Insights into hot deformation of medium entropy alloys: Softening mechanisms, microstructural evolution, and constitutive modelling—a comprehensive review

Abstract

The recent discovery of multicomponent principal alloys and the enhanced comprehension of their physical metallurgy have significantly advanced the understanding of microstructure engineering and material selection for high-tech applications. The exceptional combination of characteristics found in MEAs can be attributed to their distinctive phase constitution, which is aided by their multi-principal constituents. These properties are seldom encountered in ordinary alloys. Nevertheless, the use of these materials in their as-cast state is challenging due to issues such as the presence of heterogeneity in their chemical makeup, shrinkage porosity, unrefined dendritic structure, and the presence of a quasi-stable eutectic at grain boundaries. Consequently, the utilization of hot deformation methods for the purpose of achieving uniform and refined microstructures in as-cast MEAs has garnered significant interest as a viable approach to address these limitations.
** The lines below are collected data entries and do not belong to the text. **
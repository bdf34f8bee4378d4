use std::fs;
use std::path::{Path, PathBuf};

use anyhow::{Context, Result};

use crate::core::layout::Virtualenv;
use crate::core::report::{ChangeTag, Reporter};

/// Extensions of path-manifest files in site-packages.
const MANIFEST_SUFFIXES: &[&str] = &[".pth", ".egg-link"];

/// Convert absolute paths in site-packages manifests to a form relative to
/// the manifest's own location, so they survive further moves untouched.
pub(crate) fn rewrite_all(venv: &Virtualenv, reporter: &Reporter) -> Result<()> {
    let mut entries: Vec<PathBuf> = fs::read_dir(&venv.site_packages)
        .with_context(|| format!("failed to list {}", venv.site_packages.display()))?
        .collect::<Result<Vec<_>, _>>()
        .with_context(|| format!("failed to list {}", venv.site_packages.display()))?
        .into_iter()
        .map(|entry| entry.path())
        .collect();
    entries.sort();

    for path in entries {
        let name = path.file_name().and_then(|n| n.to_str()).unwrap_or_default();
        if MANIFEST_SUFFIXES.iter().any(|suffix| name.ends_with(suffix)) && path.is_file() {
            rewrite_manifest(&path, &venv.orig_path, venv.rules.site_ascent, reporter)?;
        }
    }
    Ok(())
}

/// Rewrite one manifest. A line is eligible iff it is not an `import `
/// directive and its trimmed content is an absolute path; eligible lines are
/// re-expressed relative to the original root, prefixed with the layout's
/// fixed ascent back up to it.
fn rewrite_manifest(
    manifest: &Path,
    orig_path: &Path,
    ascent: usize,
    reporter: &Reporter,
) -> Result<()> {
    let contents = fs::read_to_string(manifest)
        .with_context(|| format!("failed to read {}", manifest.display()))?;

    let mut out = String::with_capacity(contents.len());
    let mut changed = false;
    for piece in contents.split_inclusive('\n') {
        let body = piece.strip_suffix('\n').unwrap_or(piece);
        let value = body.trim();
        if value.starts_with("import ") || !Path::new(value).is_absolute() {
            out.push_str(piece);
            continue;
        }
        let mut relocatable = PathBuf::new();
        for _ in 0..ascent {
            relocatable.push("..");
        }
        relocatable.push(relative_to(Path::new(value), orig_path));
        out.push_str(&relocatable.to_string_lossy());
        out.push('\n');
        changed = true;
    }

    if changed {
        fs::write(manifest, out)
            .with_context(|| format!("failed to write {}", manifest.display()))?;
        reporter.changed(ChangeTag::Manifest, manifest);
    }
    Ok(())
}

/// `path` expressed relative to `base`, ascending with `..` where the two
/// diverge. Both inputs are absolute.
fn relative_to(path: &Path, base: &Path) -> PathBuf {
    let path_parts: Vec<_> = path.components().collect();
    let base_parts: Vec<_> = base.components().collect();
    let common = path_parts
        .iter()
        .zip(&base_parts)
        .take_while(|(a, b)| a == b)
        .count();

    let mut rel = PathBuf::new();
    for _ in common..base_parts.len() {
        rel.push("..");
    }
    for part in &path_parts[common..] {
        rel.push(part.as_os_str());
    }
    if rel.as_os_str().is_empty() {
        rel.push(".");
    }
    rel
}
// Intended public API surface for `venvmv-core`.
//
// This module exists to keep the crate root small and make it explicit which
// types/functions are part of the stable interface used by the CLI and the
// integration tests.

pub use crate::core::error::{EntryKind, RelocateError};
pub use crate::core::fs::realpath_if_exists;
pub use crate::core::layout::{Flavor, Virtualenv};
pub use crate::core::pyc::marshal::{Code, CodeLayout, MarshalError, Obj, StrKind, Value};
pub use crate::core::pyc::{compose, read_cache, CacheError, CacheHeader, HEADER_LEN};
pub use crate::core::relocate::{relocate, RelocateOutcome, RelocateRequest};
pub use crate::core::report::Reporter;
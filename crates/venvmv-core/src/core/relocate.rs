use std::iter;
use std::path::{Path, PathBuf};

use anyhow::Result;

use crate::core::fs::remove_dir_all_writable;
use crate::core::layout::Virtualenv;
use crate::core::report::{ChangeTag, Reporter};
use crate::core::{pth, pyc, pyvenv, scripts};

/// One relocation invocation: where the environment lives, the path it
/// should record, and the optional base-interpreter override.
#[derive(Debug, Clone)]
pub struct RelocateRequest {
    /// Environment directory on disk.
    pub venv_path: PathBuf,
    /// Absolute path every embedded reference is rewritten to.
    pub update_path: PathBuf,
    /// When present, `pyvenv.cfg`'s `home` line is pointed here.
    pub base_python_dir: Option<PathBuf>,
    /// Rewrite even when the recorded path already matches.
    pub force: bool,
}

/// Terminal states of a relocation run.
#[derive(Debug, Clone, PartialEq, Eq)]
pub enum RelocateOutcome {
    /// The recorded path already matches; no file was touched.
    UpToDate { root: PathBuf, update_path: PathBuf },
    /// Every pass ran; the environment now records `new`.
    Updated {
        root: PathBuf,
        orig: PathBuf,
        new: PathBuf,
    },
}

/// Run the full relocation pipeline against one environment.
///
/// Pass order is fixed and significant: plain scripts, bytecode caches over
/// the bin and library directories, path manifests, the optional config
/// rewrite, legacy `local/` removal, and only then the activation scripts:
/// they must record the final path, and must not be double-handled as
/// generic scripts. The original path used for containment checks is the one
/// captured at detection time throughout.
pub fn relocate(request: &RelocateRequest, reporter: &Reporter) -> Result<RelocateOutcome> {
    let venv = Virtualenv::detect(&request.venv_path)?;
    if !request.force && venv.orig_path == request.update_path {
        return Ok(RelocateOutcome::UpToDate {
            root: venv.root,
            update_path: request.update_path.clone(),
        });
    }

    tracing::info!(
        root = %venv.root.display(),
        orig = %venv.orig_path.display(),
        new = %request.update_path.display(),
        "relocating"
    );

    scripts::rewrite_all(&venv, &request.update_path, false, reporter)?;
    for lib_dir in iter::once(&venv.bin_dir).chain(venv.lib_dirs.iter()) {
        pyc::rewrite_tree(lib_dir, &request.update_path, reporter)?;
    }
    pth::rewrite_all(&venv, reporter)?;
    if let Some(base) = &request.base_python_dir {
        pyvenv::rewrite(&venv.pyvenv_cfg, base)?;
    }
    remove_legacy_local(&venv.root, reporter)?;
    scripts::rewrite_all(&venv, &request.update_path, true, reporter)?;

    Ok(RelocateOutcome::Updated {
        root: venv.root,
        orig: venv.orig_path,
        new: request.update_path.clone(),
    })
}

/// Older environments shipped a `local/` directory of symlinks; it only
/// repeats paths rewritten elsewhere and is safe to drop.
fn remove_legacy_local(root: &Path, reporter: &Reporter) -> Result<()> {
    let local = root.join("local");
    if local.exists() {
        reporter.changed(ChangeTag::RemovedDir, &local);
        remove_dir_all_writable(&local)?;
    }
    Ok(())
}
This review provides a comprehensive summary of the hot deformation characteristics of MEAs. Factors such as the alloy composition, the phase constituent, deformation parameters and recrystallization mechanisms were observed to influence the microstructural development and phase transition, flow curve characteristics, and mechanical characteristics of MEAs. Additionally, the use of processing map analysis for the determination of optimal processing zones for the hot deformation of MEAs was appraised. The discussion also encompassed the constitutive model description, molecular dynamics modeling, and machine learning algorithm for the prediction of the governing deformation mechanism and the deformation flow stress. Finally, future research directions are suggested.